RECORDS SUPPLIED:

use crate::actions;

const DOCUMENTATION: &str = r#"# Segpaint hotkeys. You may edit this file, but be aware that formatting and comments will not
# be preserved, and all keys and values are case sensitive.

# See `actions::Action` for available actions, specified here in [brackets].
# Keyboard hotkeys, specified by the "keyboard" field of an action, are written `[ctrl+][alt+][shift+]<key code>`,
# where key codes follow the W3C `KeyboardEvent.code` names (KeyA, Digit1, Comma, BracketLeft, ...).
# Each action may have many hotkeys associated with it, but each hotkey should only be used at most once.

# Examples:
# [ClearLabel]
# keyboard = ["KeyC", "ctrl+KeyX"]
# [NextSample]
# keyboard = ["Period", "KeyN"]

"#;

pub struct Hotkeys {
    failed_to_load: bool,
    pub actions_to_keys: actions::hotkeys::ActionsToKeys,
    pub keys_to_actions: actions::hotkeys::KeysToActions,
}
impl Hotkeys {
    const FILENAME: &'static str = "hotkeys.toml";
    /// Shared global hotkeys, saved and loaded from user preferences.
    /// (Or defaulted, if unavailable for some reason)
    #[must_use]
    pub fn get() -> &'static Self {
        static GLOBAL_HOTKEYS: std::sync::OnceLock<Hotkeys> = std::sync::OnceLock::new();

        GLOBAL_HOTKEYS.get_or_init(|| match super::preferences_dir() {
            None => Self::no_path(),
            Some(mut dir) => {
                dir.push(Self::FILENAME);
                Self::load_or_default(&dir)
            }
        })
    }
    #[must_use]
    pub fn no_path() -> Self {
        use actions::hotkeys::ActionsToKeys;
        log::warn!("Hotkeys weren't available, defaulting.");
        let default = ActionsToKeys::default();
        // Default action map is reversable - this is assured by the default impl when debugging.
        let reverse = (&default)
            .try_into()
            .unwrap_or_else(|e| panic!("default hotkeys conflict: {e}"));

        Self {
            failed_to_load: true,
            keys_to_actions: reverse,
            actions_to_keys: default,
        }
    }
    #[must_use]
    pub fn load_or_default(path: &std::path::Path) -> Self {
        use actions::hotkeys::{ActionsToKeys, KeysToActions};
        let mappings: anyhow::Result<(ActionsToKeys, KeysToActions)> = try_block::try_block! {
            let string = std::fs::read_to_string(path)?;
            let actions_to_keys : ActionsToKeys = toml::from_str(&string)?;
            let keys_to_actions : KeysToActions = (&actions_to_keys).try_into()?;

            Ok((actions_to_keys,keys_to_actions))
        };

        match mappings {
            Ok((actions_to_keys, keys_to_actions)) => Self {
                failed_to_load: false,
                actions_to_keys,
                keys_to_actions,
            },
            Err(e) => {
                log::debug!("could not read hotkeys from {path:?}: {e:#}");
                Self::no_path()
            }
        }
    }
    /// Return true if loading user's settings failed. This can be useful for
    /// displaying a warning.
    #[must_use]
    pub fn did_fail_to_load(&self) -> bool {
        self.failed_to_load
    }
    pub fn save(&self) -> anyhow::Result<()> {
        let string = toml::ser::to_string_pretty(&self.actions_to_keys)?;
        super::save_to_preferences(Self::FILENAME, DOCUMENTATION, &string)
    }
}

#[cfg(test)]
mod test {
    use super::Hotkeys;
    use crate::actions::{
        hotkeys::{Key, KeyboardHotkey},
        Action,
    };

    #[test]
    fn missing_file_defaults() {
        let dir = tempfile::tempdir().unwrap();
        let hotkeys = Hotkeys::load_or_default(&dir.path().join("hotkeys.toml"));
        assert!(hotkeys.did_fail_to_load());
        assert_eq!(
            hotkeys
                .keys_to_actions
                .action_of(&KeyboardHotkey::bare(Key::KeyE)),
            Some(Action::Eraser)
        );
    }

    #[test]
    fn user_bindings() {
        let dir = tempfile::tempdir().unwrap();
        let path = dir.path().join("hotkeys.toml");
        std::fs::write(
            &path,
            "[NextSample]\nkeyboard = [\"KeyN\", \"shift+Period\"]\n",
        )
        .unwrap();
        let hotkeys = Hotkeys::load_or_default(&path);
        assert!(!hotkeys.did_fail_to_load());
        let shifted = "shift+Period".parse().unwrap();
        assert_eq!(
            hotkeys.keys_to_actions.action_of(&shifted),
            Some(Action::NextSample)
        );
        // Only what the user wrote is bound.
        assert_eq!(
            hotkeys
                .keys_to_actions
                .action_of(&KeyboardHotkey::bare(Key::KeyA)),
            None
        );
    }

    #[test]
    fn conflicting_bindings_default() {
        let dir = tempfile::tempdir().unwrap();
        let path = dir.path().join("hotkeys.toml");
        std::fs::write(
            &path,
            "[Eraser]\nkeyboard = [\"KeyQ\"]\n[ClearLabel]\nkeyboard = [\"KeyQ\"]\n",
        )
        .unwrap();
        assert!(Hotkeys::load_or_default(&path).did_fail_to_load());
    }
}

YOUR INSTRUCTIONS: Go through the material line by line. Show each line that contains the string "bare".

RESPONSE AREA:
                .action_of(&KeyboardHotkey::bare(Key::KeyE)),
                .action_of(&KeyboardHotkey::bare(Key::KeyA)),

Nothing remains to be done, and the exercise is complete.